--- WHAT THE TASK REQUIRES ---
Look over the listing below and report how many of its lines contain the string "Deserialize", with no other words.
──────
//! # Refund Processor
//!
//! Applies partial and full refunds to recorded transactions.
//!
//! ## Refund Flow
//! ```text
//! ┌─────────────────────────────────────────────────────────────────────────┐
//! │                          refund()                                       │
//! │                                                                         │
//! │  Checks, in order (a failure changes nothing):                          │
//! │    actor signed in ─────────────────────────────► NoActiveCashier       │
//! │    transaction exists ──────────────────────────► NotFound              │
//! │    amount > 0 ──────────────────────────────────► InvalidAmount         │
//! │    refund_amount + amount <= total ─────────────► OverRefund            │
//! │    reason not blank ────────────────────────────► Validation            │
//! │                                                                         │
//! │  Apply:                                                                 │
//! │    status = Refunded if refund_amount + amount >= total                 │
//! │             else PartiallyRefunded                                      │
//! │    on the transition to Refunded: put every line's quantity back        │
//! │      (catalog.set_stocks, all or none; a failure stops here)            │
//! │    refund_amount += amount                                              │
//! │    refund_date / refund_reason / refunded_by = this call                │
//! │    append RefundRecord                                                  │
//! └─────────────────────────────────────────────────────────────────────────┘
//! ```
//!
//! ## Stock Policy
//! Stock comes back only when a refund makes the transaction fully refunded,
//! and then for every line in full. Partial refunds return no stock, however
//! large. A product deleted from the catalog since the sale is skipped.

use chrono::{DateTime, Utc};
use serde::{Deserialize, Serialize};
use tracing::{info, warn};
use ts_rs::TS;

use crate::catalog::{Catalog, StockChange, StockReason};
use crate::error::{CoreError, CoreResult};
use crate::ledger::{Ledger, Transaction};
use crate::money::Money;
use crate::types::{PaymentMethod, TransactionStatus};
use crate::validation::{require_actor, validate_refund_amount, validate_refund_reason};

/// One applied refund. Append-only.
#[derive(Debug, Clone, PartialEq, Eq, Serialize, Deserialize, TS)]
#[ts(export)]
#[serde(rename_all = "camelCase")]
pub struct RefundRecord {
    pub id: String,
    pub transaction_id: String,
    #[ts(as = "String")]
    pub date: DateTime<Utc>,
    pub amount: Money,
    pub reason: String,
    pub refunded_by: String,
    /// Copied from the transaction; the money goes back the way it came.
    pub payment_method: PaymentMethod,
}

impl Ledger {
    /// Refunds `amount` against a recorded transaction.
    ///
    /// ## Example
    /// ```rust
    /// use tally_core::cart::Cart;
    /// use tally_core::catalog::{Catalog, InMemoryCatalog};
    /// use tally_core::ledger::Ledger;
    /// use tally_core::money::Money;
    /// use tally_core::types::{PaymentMethod, Product, TransactionStatus};
    ///
    /// let mut catalog = InMemoryCatalog::new();
    /// catalog.insert(Product {
    ///     id: "p-1".into(),
    ///     name: "Desk Lamp".into(),
    ///     price_cents: 1000,
    ///     cost_cents: 600,
    ///     stock: 5,
    ///     tax_rate_bps: 0,
    ///     category: "Home".into(),
    ///     barcode: None,
    ///     hsn_code: None,
    ///     is_active: true,
    /// }).unwrap();
    ///
    /// let mut cart = Cart::new();
    /// cart.add_item(catalog.get("p-1").unwrap(), 1).unwrap();
    ///
    /// let mut ledger = Ledger::new();
    /// let tx = ledger.checkout(&cart, PaymentMethod::Cash, Some("u-1"), &mut catalog).unwrap();
    ///
    /// ledger.refund(&tx.id, Money::from_cents(400), "Scratched", Some("u-1"), &mut catalog).unwrap();
    /// assert_eq!(ledger.get(&tx.id).unwrap().status, TransactionStatus::PartiallyRefunded);
    /// assert_eq!(catalog.get("p-1").unwrap().stock, 4);
    /// ```
    pub fn refund<C: Catalog>(
        &mut self,
        transaction_id: &str,
        amount: Money,
        reason: &str,
        actor_id: Option<&str>,
        catalog: &mut C,
    ) -> CoreResult<RefundRecord> {
        let actor_id = require_actor(actor_id)?;

        let index = self
            .position(transaction_id)
            .ok_or_else(|| CoreError::not_found("Transaction", transaction_id))?;

        validate_refund_amount(amount)?;

        let remaining = self.transactions[index].remaining_refundable();
        if amount > remaining {
            warn!(
                transaction_id = %transaction_id,
                requested = %amount,
                remaining = %remaining,
                "Refund exceeds refundable balance"
            );
            return Err(CoreError::OverRefund {
                requested: amount,
                remaining,
            });
        }

        let reason = validate_refund_reason(reason)?;

        let transaction = &self.transactions[index];
        let refunded = transaction.refund_amount + amount;
        let status = if refunded >= transaction.total {
            TransactionStatus::Refunded
        } else {
            TransactionStatus::PartiallyRefunded
        };

        // Stock goes back first; if the catalog declines, nothing is recorded.
        if status == TransactionStatus::Refunded {
            let restores = restock_changes(transaction, catalog);
            let restore = StockReason::FullRefund {
                transaction_id: transaction.id.clone(),
            };
            catalog.set_stocks(&restores, &restore)?;
        }

        let record = RefundRecord {
            id: self.ids.next_id(),
            transaction_id: transaction_id.to_string(),
            date: self.clock.now(),
            amount,
            reason,
            refunded_by: actor_id.to_string(),
            payment_method: transaction.payment_method,
        };

        let transaction = &mut self.transactions[index];
        transaction.refund_amount = refunded;
        transaction.status = status;
        transaction.refund_date = Some(record.date);
        transaction.refund_reason = Some(record.reason.clone());
        transaction.refunded_by = Some(record.refunded_by.clone());

        info!(
            transaction_id = %transaction.id,
            amount = %amount,
            refunded = %transaction.refund_amount,
            status = ?transaction.status,
            refunded_by = %record.refunded_by,
            "Refund applied"
        );

        self.refunds.push(record.clone());
        Ok(record)
    }
}

/// Puts every line's quantity back on the shelf. Products no longer in the
/// catalog are skipped.
fn restock_changes<C: Catalog>(transaction: &Transaction, catalog: &C) -> Vec<StockChange> {
    transaction
        .items
        .iter()
        .filter_map(|line| {
            let Some(product) = catalog.get(line.product_id()) else {
                warn!(
                    product_id = %line.product_id(),
                    transaction_id = %transaction.id,
                    "Product no longer in catalog; stock not restored"
                );
                return None;
            };
            Some(StockChange {
                product_id: product.id.clone(),
                from: product.stock,
                to: product.stock + line.quantity,
            })
        })
        .collect()
}

// =============================================================================
// Unit Tests
// =============================================================================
──────
--- ANSWER BOX ---
2